Imagine this. The CEO of the company you work for calls and pleads with you to stay after you gave notice. Offering you an upgraded phone (that rings 24/7) a newer car, 25% increase in salary and a promotion (that you know you’ll never get because every time they’ve replaced you the person leaves stressed out after 3 months, which leaves you back where you started doing the original job). Yes that was me! I’d met the increasing demands doing the role fit for two consultants. My personal relationship suffered and it nearly broke me. But I realized before it impacted my health that I needed to set clear healthy boundaries.
1. First define your own clear boundaries and let them be known.
· Decide on the number of hours you will work.
· Under what circumstances and conditions you’ll work overtime.
· Know under what circumstances you can or can’t do your best work – what conditions do you need to do your best work? What conditions prevent you from doing your best work?
Why set clear boundaries and let them be known.
· They are an effective way to reduce ambiguity or misinterpretations so everyone knows where they stand.
· People are less likely to cross your boundaries if they know what they are up front.
· Clear boundaries provide a set of guidelines for the way you want people to treat you.
2. Respond and Engage:
· Respond and Engage: Consider why the request is being made, and ask for clarity. eg Tell me more about why you need this done.” Once you understand the intention and motivation you can evaluate the information and engage in meaningful dialogue.
· React: When we are unprepared our natural reaction is to react in the moment from our emotions: “I’m overwhelmed with what I already have to get done” or “I’m really stressed out” or “I have too much to do.” Or from fear of losing your job, demotion, not getting a promotion and therefore react in a way you consider appropriate to avoid loss. This approach often requires you to give up or compromise your values and principles.
Why respond and engage vs. react.
· It allows you to honor your values and principles.
· Gives you more information to make better decisions based on your core values. What is important and meaningful to you?
· It opens the space for negotiation and options when the other person feels heard and understood.
3. Be prepared: practice and get comfortable with different ways to respond. This can make it feel more natural when you need to call on them.
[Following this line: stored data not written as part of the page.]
//! Grid Breakout - a brick-breaking arcade game
//!
//! Core modules:
//! - `sim`: Deterministic simulation (physics, collisions, game state)
//! - `renderer`: Render adapter boundary + Canvas 2D implementation
//! - `leaderboard`: Remote leaderboard data model and HTTP client

pub mod leaderboard;
pub mod renderer;
pub mod sim;

pub use leaderboard::{Leaderboard, LeaderboardEntry};
pub use renderer::{Frame, RenderAdapter};

/// Game configuration constants
pub mod consts {
    /// Fixed simulation timestep (120 Hz for smooth physics)
    pub const SIM_DT: f32 = 1.0 / 120.0;
    /// Maximum substeps per frame to prevent spiral of death
    pub const MAX_SUBSTEPS: u32 = 8;

    /// Play field dimensions (matches the embedded canvas)
    pub const FIELD_WIDTH: f32 = 480.0;
    pub const FIELD_HEIGHT: f32 = 320.0;

    /// Paddle defaults
    pub const PADDLE_WIDTH: f32 = 75.0;
    pub const PADDLE_HEIGHT: f32 = 20.0;
    /// Gap between the paddle and the bottom of the field
    pub const PADDLE_BOTTOM_MARGIN: f32 = 10.0;
    /// Paddle speed in pixels/second (7 px per 60 Hz frame)
    pub const PADDLE_SPEED: f32 = 420.0;

    /// Ball defaults
    pub const BALL_RADIUS: f32 = 10.0;
    /// Serve velocity in pixels/second (2 px per 60 Hz frame, up and right)
    pub const SERVE_VEL_X: f32 = 120.0;
    pub const SERVE_VEL_Y: f32 = -120.0;
    /// Serve height above the paddle lane
    pub const SERVE_LIFT: f32 = 50.0;

    /// Brick grid layout
    pub const BRICK_ROWS: usize = 3;
    pub const BRICK_COLS: usize = 4;
    pub const BRICK_WIDTH: f32 = 100.0;
    pub const BRICK_HEIGHT: f32 = 40.0;
    pub const BRICK_PADDING: f32 = 15.0;
    pub const BRICK_OFFSET_TOP: f32 = 30.0;
    pub const BRICK_OFFSET_LEFT: f32 = 15.0;
    /// Total bricks in a session
    pub const TOTAL_BRICKS: u32 = (BRICK_ROWS * BRICK_COLS) as u32;

    /// Paddle rebound: horizontal speed per pixel of offset from paddle
    /// center, in 1/second (0.15 per 60 Hz frame)
    pub const REBOUND_ANGLE_FACTOR: f32 = 9.0;
    /// Speed-up multipliers applied on every successful paddle return
    pub const REBOUND_SPEEDUP_X: f32 = 1.1;
    pub const REBOUND_SPEEDUP_Y: f32 = 1.3;

    /// Lives at session start
    pub const START_LIVES: u32 = 2;

    /// Top edge of the paddle lane; the ball rebounds or costs a life here
    pub const fn paddle_lane_y() -> f32 {
        FIELD_HEIGHT - PADDLE_HEIGHT - PADDLE_BOTTOM_MARGIN
    }
}
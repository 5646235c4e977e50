//! Deterministic simulation module
//!
//! All gameplay logic lives here. This module must be pure and deterministic:
//! - Explicit `tick(session, input, dt)` entry point, no scheduling assumptions
//! - Stable brick scan order (column-major layout order)
//! - No rendering or platform dependencies

pub mod collision;
pub mod state;
pub mod tick;

pub use collision::{Rect, Side, ball_rect_overlap, resolve_side, struck_side};
pub use state::{
    Ball, Brick, BrickStatus, GameOutcome, GamePhase, GameSession, Paddle, layout_bricks,
};
pub use tick::{TickInput, tick};
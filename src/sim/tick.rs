//! Per-frame simulation step
//!
//! `tick` advances one session by `dt` seconds. It is a pure function of
//! (session, input, dt): no globals, no platform calls, so an external
//! driver can schedule it however it likes and tests can drive it directly.

use super::collision::{ball_rect_overlap, resolve_side, struck_side};
use super::state::{BrickStatus, GameOutcome, GamePhase, GameSession};
use crate::consts::*;

/// Input state for a single tick
///
/// `left`/`right` are the latest held-key flags; `launch` and `pause` are
/// edge-triggered and must be cleared by the driver after each tick.
#[derive(Debug, Clone, Copy, Default)]
pub struct TickInput {
    pub left: bool,
    pub right: bool,
    /// Launch the ball (space)
    pub launch: bool,
    /// Pause from Launched, resume from Paused
    pub pause: bool,
}

/// Advance the session by one tick of `dt` seconds
///
/// Inputs that do not apply to the current phase are ignored; invoking the
/// step while the session is not Launched is a no-op, never an error.
pub fn tick(session: &mut GameSession, input: &TickInput, dt: f32) {
    // Pause only applies mid-flight, resume only while paused
    if input.pause {
        match session.phase {
            GamePhase::Launched => {
                session.phase = GamePhase::Paused;
                return;
            }
            GamePhase::Paused => session.phase = GamePhase::Launched,
            _ => {}
        }
    }

    match session.phase {
        GamePhase::Paused | GamePhase::Over => return,
        GamePhase::Idle => {
            // Paddle still moves before launch; the ball rides along
            apply_paddle_input(session, input, dt);
            session.ball.attach_to(&session.paddle);
            if input.launch {
                session.phase = GamePhase::Launched;
            }
            return;
        }
        GamePhase::Launched => {}
    }

    // 1. Paddle movement from held flags
    apply_paddle_input(session, input, dt);

    let mut pos = session.ball.pos;
    let mut vel = session.ball.vel;
    let radius = session.ball.radius;

    // 2. Side walls: reflect if the next x would exit the field
    let next_x = pos.x + vel.x * dt;
    if next_x > FIELD_WIDTH - radius || next_x < radius {
        vel.x = -vel.x;
    }

    // 3. Top wall, 4. paddle lane (mutually exclusive per tick)
    let next_y = pos.y + vel.y * dt;
    if next_y < radius {
        vel.y = -vel.y;
    } else if next_y > paddle_lane_y() - radius {
        if session.paddle.spans(pos.x) {
            // Dynamic rebound: exit angle from the offset to the paddle
            // center, then speed up so every return raises the difficulty
            let offset = pos.x - session.paddle.center_x();
            let new_vx = offset * REBOUND_ANGLE_FACTOR * REBOUND_SPEEDUP_X;
            // A dead-center return keeps its incoming angle rather than
            // going perfectly vertical
            vel.x = if new_vx == 0.0 {
                vel.x * REBOUND_SPEEDUP_X
            } else {
                new_vx
            };
            vel.y = -vel.y.abs() * REBOUND_SPEEDUP_Y;
        } else {
            session.lives = session.lives.saturating_sub(1);
            if session.lives == 0 {
                session.phase = GamePhase::Over;
                session.outcome = Some(GameOutcome::Lost);
                return;
            }
            // Back to the paddle; score, lives, and bricks carry over
            session.reserve_ball();
            return;
        }
    }

    // 5. Brick scan in layout order; at most one brick resolved per tick
    let next_center = pos + vel * dt;
    for brick in &mut session.bricks {
        if !brick.is_active() {
            continue;
        }
        if ball_rect_overlap(pos, radius, &brick.rect) {
            brick.status = BrickStatus::Destroyed;
            session.score += 1;
            let side = struck_side(next_center, &brick.rect);
            (pos, vel) = resolve_side(side, pos, vel, radius, &brick.rect);
            break;
        }
    }

    // 6. Win when every brick is down
    if session.score == session.total_bricks() {
        session.ball.pos = pos;
        session.ball.vel = vel;
        session.phase = GamePhase::Over;
        session.outcome = Some(GameOutcome::Won);
        return;
    }

    // 7. Integrate
    session.ball.pos = pos + vel * dt;
    session.ball.vel = vel;
}

/// Move the paddle from the held flags, clamped to the field
///
/// Right wins when both flags are held.
fn apply_paddle_input(session: &mut GameSession, input: &TickInput, dt: f32) {
    if input.right {
        session.paddle.shift(PADDLE_SPEED * dt);
    } else if input.left {
        session.paddle.shift(-PADDLE_SPEED * dt);
    }
}

#[cfg(test)]
mod tests {
    use glam::Vec2;

    use super::*;

    const DT: f32 = SIM_DT;

    fn launched_session() -> GameSession {
        let mut session = GameSession::new();
        tick(&mut session, &TickInput { launch: true, ..Default::default() }, DT);
        assert_eq!(session.phase, GamePhase::Launched);
        session
    }

    /// Park the ball mid-field so no wall, paddle, or brick is in play
    fn park_ball(session: &mut GameSession, pos: Vec2, vel: Vec2) {
        session.ball.pos = pos;
        session.ball.vel = vel;
    }

    #[test]
    fn test_launch_from_idle() {
        let mut session = GameSession::new();
        assert_eq!(session.phase, GamePhase::Idle);
        tick(&mut session, &TickInput { launch: true, ..Default::default() }, DT);
        assert_eq!(session.phase, GamePhase::Launched);
    }

    #[test]
    fn test_pause_is_noop_in_idle() {
        let mut session = GameSession::new();
        tick(&mut session, &TickInput { pause: true, ..Default::default() }, DT);
        assert_eq!(session.phase, GamePhase::Idle);
    }

    #[test]
    fn test_pause_freezes_and_resume_continues() {
        let mut session = launched_session();
        park_ball(&mut session, Vec2::new(240.0, 220.0), Vec2::new(120.0, -120.0));

        tick(&mut session, &TickInput { pause: true, ..Default::default() }, DT);
        assert_eq!(session.phase, GamePhase::Paused);

        // Frozen: nothing moves while paused
        let frozen = session.ball.pos;
        tick(&mut session, &TickInput::default(), DT);
        assert_eq!(session.ball.pos, frozen);

        tick(&mut session, &TickInput { pause: true, ..Default::default() }, DT);
        assert_eq!(session.phase, GamePhase::Launched);
        tick(&mut session, &TickInput::default(), DT);
        assert_ne!(session.ball.pos, frozen);
    }

    #[test]
    fn test_launch_is_noop_while_launched() {
        let mut session = launched_session();
        park_ball(&mut session, Vec2::new(240.0, 220.0), Vec2::new(120.0, -120.0));
        tick(&mut session, &TickInput { launch: true, ..Default::default() }, DT);
        assert_eq!(session.phase, GamePhase::Launched);
    }

    #[test]
    fn test_idle_ball_follows_paddle() {
        let mut session = GameSession::new();
        let input = TickInput { right: true, ..Default::default() };
        for _ in 0..10 {
            tick(&mut session, &input, DT);
        }
        assert_eq!(session.ball.pos.x, session.paddle.center_x());
    }

    #[test]
    fn test_side_wall_reflects() {
        let mut session = launched_session();
        park_ball(
            &mut session,
            Vec2::new(FIELD_WIDTH - BALL_RADIUS - 0.5, 220.0),
            Vec2::new(120.0, -60.0),
        );
        tick(&mut session, &TickInput::default(), DT);
        assert_eq!(session.ball.vel, Vec2::new(-120.0, -60.0));
    }

    #[test]
    fn test_top_wall_reflects() {
        let mut session = launched_session();
        // Above the brick rows, heading straight up
        park_ball(
            &mut session,
            Vec2::new(227.0, BALL_RADIUS + 0.5),
            Vec2::new(0.0, -120.0),
        );
        tick(&mut session, &TickInput::default(), DT);
        assert_eq!(session.ball.vel.y, 120.0);
    }

    #[test]
    fn test_paddle_rebound_angle_and_speedup() {
        let mut session = launched_session();
        let offset = 20.0;
        let ball_x = session.paddle.center_x() + offset;
        park_ball(
            &mut session,
            Vec2::new(ball_x, paddle_lane_y() - BALL_RADIUS - 0.5),
            Vec2::new(60.0, 120.0),
        );
        tick(&mut session, &TickInput::default(), DT);

        let vel = session.ball.vel;
        assert_eq!(vel.x, offset * REBOUND_ANGLE_FACTOR * REBOUND_SPEEDUP_X);
        assert_eq!(vel.y, -120.0 * REBOUND_SPEEDUP_Y);
        assert!(vel.y < 0.0, "rebound must send the ball upward");
        assert_eq!(session.lives, START_LIVES);
    }

    #[test]
    fn test_miss_costs_life_and_reserves() {
        let mut session = launched_session();
        // Ball dropping far from the paddle span
        park_ball(
            &mut session,
            Vec2::new(50.0, paddle_lane_y() - BALL_RADIUS - 0.5),
            Vec2::new(0.0, 120.0),
        );
        tick(&mut session, &TickInput::default(), DT);

        assert_eq!(session.lives, START_LIVES - 1);
        assert_eq!(session.phase, GamePhase::Idle);
        assert!(session.outcome.is_none());
        // Re-serve: ball back on the paddle at serve velocity
        assert_eq!(session.ball.pos.x, session.paddle.center_x());
        assert_eq!(session.ball.vel, Vec2::new(SERVE_VEL_X, SERVE_VEL_Y));
    }

    #[test]
    fn test_two_misses_lose_without_negative_lives() {
        let mut session = launched_session();
        for miss in 0..2 {
            if session.phase == GamePhase::Idle {
                tick(&mut session, &TickInput { launch: true, ..Default::default() }, DT);
            }
            park_ball(
                &mut session,
                Vec2::new(50.0, paddle_lane_y() - BALL_RADIUS - 0.5),
                Vec2::new(0.0, 120.0),
            );
            tick(&mut session, &TickInput::default(), DT);
            assert_eq!(session.lives, START_LIVES - 1 - miss);
        }
        assert_eq!(session.lives, 0);
        assert_eq!(session.phase, GamePhase::Over);
        assert_eq!(session.outcome, Some(GameOutcome::Lost));
    }

    #[test]
    fn test_brick_hit_scores_once() {
        let mut session = launched_session();
        let rect = session.bricks[0].rect;
        park_ball(
            &mut session,
            Vec2::new(rect.center_x(), rect.bottom() + BALL_RADIUS - 1.0),
            Vec2::new(0.0, -120.0),
        );
        tick(&mut session, &TickInput::default(), DT);

        assert_eq!(session.score, 1);
        assert_eq!(session.bricks[0].status, BrickStatus::Destroyed);
        // Rebound off the bottom edge, repositioned outside
        assert!(session.ball.vel.y > 0.0);
        assert!(!ball_rect_overlap(session.ball.pos, BALL_RADIUS, &rect));
    }

    #[test]
    fn test_destroyed_brick_is_inert() {
        let mut session = launched_session();
        let rect = session.bricks[0].rect;
        session.bricks[0].status = BrickStatus::Destroyed;
        let vel = Vec2::new(0.0, -120.0);
        park_ball(
            &mut session,
            Vec2::new(rect.center_x(), rect.bottom() + BALL_RADIUS - 1.0),
            vel,
        );
        tick(&mut session, &TickInput::default(), DT);

        assert_eq!(session.score, 0);
        // Velocity unchanged; the ball sails straight through
        assert_eq!(session.ball.vel, vel);
    }

    #[test]
    fn test_one_brick_per_tick() {
        let mut session = launched_session();
        // Drop the ball into the padding gap between two rows of column 0
        // so its bounding square overlaps both bricks at once
        let upper = session.bricks[0].rect;
        let lower = session.bricks[1].rect;
        park_ball(
            &mut session,
            Vec2::new(upper.center_x(), (upper.bottom() + lower.y) / 2.0),
            Vec2::new(0.0, -120.0),
        );
        assert!(ball_rect_overlap(session.ball.pos, BALL_RADIUS, &upper));
        assert!(ball_rect_overlap(session.ball.pos, BALL_RADIUS, &lower));

        tick(&mut session, &TickInput::default(), DT);
        assert_eq!(session.score, 1);
        assert_eq!(session.bricks_remaining(), session.total_bricks() - 1);
    }

    #[test]
    fn test_clearing_all_bricks_wins() {
        let mut session = launched_session();
        let rects: Vec<_> = session.bricks.iter().map(|b| b.rect).collect();
        for rect in rects {
            assert_eq!(session.phase, GamePhase::Launched);
            park_ball(
                &mut session,
                Vec2::new(rect.center_x(), rect.bottom() + BALL_RADIUS - 1.0),
                Vec2::new(0.0, -120.0),
            );
            tick(&mut session, &TickInput::default(), DT);
        }
        assert_eq!(session.score, session.total_bricks());
        assert_eq!(session.phase, GamePhase::Over);
        assert_eq!(session.outcome, Some(GameOutcome::Won));
    }

    #[test]
    fn test_over_is_terminal_until_reset() {
        let mut session = launched_session();
        session.phase = GamePhase::Over;
        session.outcome = Some(GameOutcome::Lost);
        let input = TickInput { launch: true, pause: true, left: true, ..Default::default() };
        tick(&mut session, &input, DT);
        assert_eq!(session.phase, GamePhase::Over);

        session.reset();
        assert_eq!(session.phase, GamePhase::Idle);
        assert_eq!(session.score, 0);
        assert_eq!(session.lives, START_LIVES);
        assert!(session.outcome.is_none());
        assert_eq!(session.bricks_remaining(), session.total_bricks());
    }

    #[test]
    fn test_score_bounded_by_brick_count() {
        let mut session = launched_session();
        for _ in 0..2000 {
            tick(&mut session, &TickInput::default(), DT);
            assert!(session.score <= session.total_bricks());
            if session.is_over() {
                break;
            }
        }
    }
}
(a) If the request takes higher priority than the work you have been allocated and you are concerned you wont be able to fulfill your original commitments. A response could be “I take my commitments seriously and I appreciate this work takes priority. With the current time constraints I will not be able to get both done on time. What resource’s do you have to support me so I can complete both commitments. Or “ I can make this a priority and that would mean the other work will be two days later than we agreed”
(b) If the unreasonable request is from another department. “I’m fully scheduled “or “I don’t have any extra capacity right now.” “I committed to completing this report for my boss by our deadline of 5pm tomorrow.”
(c) If the request has unreasonable short time frame. “I take the quality of the work seriously and to give this project the attention it will require, I will need two additional days.”
In a nutshell - If our boundaries are unclear, loose or non-existent, how can we expect others to be clear and respectful of what behaviour is acceptable and what is not. We teach people how to treat us by what we tolerate.